Dr. Bingham says movement is key.
“When I am meeting with my patients, I am using the term “exercise” less and instead using the term “movement” more,” she says. “The word exercise can be intimidating and misunderstood, bringing a vision to patients of heavy aerobic exercise at a gym or a participating in a strenuous team sport. I tell patients that it is more important to move daily.”
She recommends a simple walk daily for 30 minutes or light weight bearing exercises like squats, lunges, arm raises three times a week to improve their overall health and reduce their risk of falls as they age.
Dr. Bingham says a term that is gaining visibility in the medical community is NEAT (non-exercise activity thermos genesis). She says NEAT represents the calories we burn with our normal movement during the day.
“Cleaning our homes, taking the stairs instead of elevator, parking a few spots further away when we visit the grocery store count are considered NEAT calories and lead to better health,” she says.
Care for your mental health
Dr. Bingham says evidence shows that stress can increase blood pressure, increase risk of heart attack and stroke, and increase risk of depression and anxiety.
“It is very enlightening to ask patients what their stress levels are during a preventive visit,” she says. “Keeping stress in check is an important part of healthy aging. I encourage my patients to speak up when they feel down.”
She says anti-anxiety medications are not long-term solutions to stress management.
“We have many counseling resources available to our patients that can provide training on improving one’s own state of mindfulness and add tools to their mental health toolbox for long-term stress reduction,” Dr. Bingham says.
She also says smoking and drinking excessive alcohol to deal with stress can reduce your life span and your health span.
“Your health span is how long you live your years without disability and smoking and drinking alcohol can greatly diminish that,” she says.
Connect with people
“In the last year, I have begun highlighting more with my patients the importance of personal connections and relationships for improved health,” Dr.

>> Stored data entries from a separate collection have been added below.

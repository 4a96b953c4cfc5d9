//! Webhook connection test endpoint

use axum::{Json, Router, extract::State, http::StatusCode, routing::post};
use serde::Serialize;

use crate::AppState;
use crate::services::WebhookError;

#[derive(Serialize)]
pub struct WebhookTestResponse {
    pub delivered: bool,
    #[serde(skip_serializing_if = "Option::is_none")]
    pub error: Option<String>,
}

/// Send a placeholder grab payload to the configured webhook URL
async fn test_webhook(
    State(state): State<AppState>,
) -> Result<Json<WebhookTestResponse>, StatusCode> {
    let payload = state.webhooks.test_payload();

    match state.webhooks.send(&payload).await {
        Ok(()) => Ok(Json(WebhookTestResponse {
            delivered: true,
            error: None,
        })),
        Err(WebhookError::NotConfigured) => Err(StatusCode::CONFLICT),
        Err(e) => Ok(Json(WebhookTestResponse {
            delivered: false,
            error: Some(e.to_string()),
        })),
    }
}

pub fn router() -> Router<AppState> {
    Router::new().route("/webhook/test", post(test_webhook))
}
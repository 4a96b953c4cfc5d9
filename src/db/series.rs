//! Series database repository

use anyhow::Result;
use async_trait::async_trait;
use serde::Serialize;
use sqlx::SqlitePool;

use crate::jobs::banner_sync::SeriesProvider;

/// Series record from database
#[derive(Debug, Clone, Serialize, sqlx::FromRow)]
pub struct SeriesRecord {
    pub id: i64,
    pub tvdb_id: Option<i64>,
    pub title: String,
    pub banner_url: Option<String>,
    pub path: Option<String>,
    pub monitored: bool,
    pub added_at: chrono::DateTime<chrono::Utc>,
    pub updated_at: chrono::DateTime<chrono::Utc>,
}

/// Input for creating a series
#[derive(Debug)]
pub struct CreateSeries {
    pub tvdb_id: Option<i64>,
    pub title: String,
    pub banner_url: Option<String>,
    pub path: Option<String>,
    pub monitored: bool,
}

pub struct SeriesRepository {
    pool: SqlitePool,
}

impl SeriesRepository {
    pub fn new(pool: SqlitePool) -> Self {
        Self { pool }
    }

    /// Get all series in listing (insertion) order
    pub async fn list_all(&self) -> Result<Vec<SeriesRecord>> {
        let records = sqlx::query_as::<_, SeriesRecord>(
            r#"
            SELECT id, tvdb_id, title, banner_url, path, monitored, added_at, updated_at
            FROM series
            ORDER BY id
            "#,
        )
        .fetch_all(&self.pool)
        .await?;

        Ok(records)
    }

    /// Get a single series by id
    pub async fn get_by_id(&self, id: i64) -> Result<Option<SeriesRecord>> {
        let record = sqlx::query_as::<_, SeriesRecord>(
            r#"
            SELECT id, tvdb_id, title, banner_url, path, monitored, added_at, updated_at
            FROM series
            WHERE id = ?
            "#,
        )
        .bind(id)
        .fetch_optional(&self.pool)
        .await?;

        Ok(record)
    }

    /// Insert a new series and return the stored record
    pub async fn insert(&self, input: CreateSeries) -> Result<SeriesRecord> {
        let now = chrono::Utc::now();

        let record = sqlx::query_as::<_, SeriesRecord>(
            r#"
            INSERT INTO series (tvdb_id, title, banner_url, path, monitored, added_at, updated_at)
            VALUES (?, ?, ?, ?, ?, ?, ?)
            RETURNING id, tvdb_id, title, banner_url, path, monitored, added_at, updated_at
            "#,
        )
        .bind(input.tvdb_id)
        .bind(&input.title)
        .bind(&input.banner_url)
        .bind(&input.path)
        .bind(input.monitored)
        .bind(now)
        .bind(now)
        .fetch_one(&self.pool)
        .await?;

        Ok(record)
    }

    /// Delete a series; returns false when the id did not exist
    pub async fn delete(&self, id: i64) -> Result<bool> {
        let result = sqlx::query("DELETE FROM series WHERE id = ?")
            .bind(id)
            .execute(&self.pool)
            .await?;

        Ok(result.rows_affected() > 0)
    }
}

#[async_trait]
impl SeriesProvider for SeriesRepository {
    async fn list_all(&self) -> Result<Vec<SeriesRecord>> {
        SeriesRepository::list_all(self).await
    }

    async fn get_by_id(&self, id: i64) -> Result<Option<SeriesRecord>> {
        SeriesRepository::get_by_id(self, id).await
    }
}
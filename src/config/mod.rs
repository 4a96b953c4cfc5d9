//! Application configuration management

use std::env;

use anyhow::{Context, Result};
use url::Url;

/// Application configuration loaded from environment variables
#[derive(Debug, Clone)]
pub struct Config {
    /// Server port
    pub port: u16,

    /// SQLite database path or sqlite:// URL
    pub database_url: String,

    /// Directory where series banners are written
    pub banner_path: String,

    /// Instance name included in outbound webhook payloads
    pub instance_name: String,

    /// Optional webhook endpoint for outbound event notifications
    pub webhook_url: Option<Url>,

    /// Whether to start the cron scheduler (disable for one-shot tooling)
    pub enable_scheduler: bool,
}

impl Config {
    /// Load configuration from environment variables
    pub fn from_env() -> Result<Self> {
        // Prefer DATABASE_PATH, fall back to DATABASE_URL
        let database_url = env::var("DATABASE_PATH")
            .or_else(|_| env::var("DATABASE_URL"))
            .unwrap_or_else(|_| "./data/showkeeper.db".to_string());

        let webhook_url = match env::var("WEBHOOK_URL") {
            Ok(raw) => Some(Url::parse(&raw).context("Invalid WEBHOOK_URL")?),
            Err(_) => None,
        };

        Ok(Self {
            port: env::var("PORT")
                .unwrap_or_else(|_| "3001".to_string())
                .parse()
                .context("Invalid PORT")?,

            database_url,

            banner_path: env::var("BANNER_PATH").unwrap_or_else(|_| "./data/banners".to_string()),

            instance_name: env::var("INSTANCE_NAME").unwrap_or_else(|_| "Showkeeper".to_string()),

            webhook_url,

            enable_scheduler: env::var("ENABLE_SCHEDULER")
                .map(|v| v == "true" || v == "1")
                .unwrap_or(true),
        })
    }
}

Bingham says.
She says we learned from the COVID-19 pandemic that loneliness, isolation, and lack of connection can affect your physical health. She says not connecting with people can be a health hazard.

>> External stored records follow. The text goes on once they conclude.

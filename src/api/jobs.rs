//! Job trigger and progress REST endpoints

use std::sync::Arc;

use axum::{
    Json, Router,
    extract::{Path, State},
    http::StatusCode,
    routing::{get, post},
};
use tracing::error;

use crate::AppState;
use crate::jobs::banner_sync::SyncSummary;
use crate::services::progress::{ProgressNotification, ProgressSnapshot};

/// Trigger a full banner sync and return the run summary
async fn trigger_banner_sync(
    State(state): State<AppState>,
) -> Result<Json<SyncSummary>, StatusCode> {
    let notification = Arc::new(ProgressNotification::new("Banner Download"));
    state.progress.begin(notification.clone());

    match state.banner_job.run_all(&notification).await {
        Ok(summary) => Ok(Json(summary)),
        Err(e) => {
            error!("Banner sync failed: {e:#}");
            Err(StatusCode::INTERNAL_SERVER_ERROR)
        }
    }
}

/// Trigger a banner sync for a single series
async fn trigger_banner_sync_one(
    State(state): State<AppState>,
    Path(id): Path<i64>,
) -> Result<Json<SyncSummary>, StatusCode> {
    let notification = Arc::new(ProgressNotification::new("Banner Download"));
    state.progress.begin(notification.clone());

    match state.banner_job.run_one(&notification, id).await {
        Ok(summary) => Ok(Json(summary)),
        Err(e) => {
            error!(series_id = id, "Banner sync failed: {e:#}");
            Err(StatusCode::INTERNAL_SERVER_ERROR)
        }
    }
}

/// Snapshot of the most recent job run, if any
async fn job_progress(State(state): State<AppState>) -> Json<Option<ProgressSnapshot>> {
    Json(state.progress.snapshot())
}

pub fn router() -> Router<AppState> {
    Router::new()
        .route("/jobs/banner-sync", post(trigger_banner_sync))
        .route("/jobs/banner-sync/{id}", post(trigger_banner_sync_one))
        .route("/jobs/progress", get(job_progress))
}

“The United States Surgeon General released a report that found the consequences of poor or insufficient connection include an increased risk of heart disease, stroke, and an increased risk of developing dementia for older adults,” Dr. Bingham says.
She provides patients with resources to connect them better to others in society. “Providing patients with counseling resources can also be helpful to strengthen family ties that may have become frayed over the years,” she says.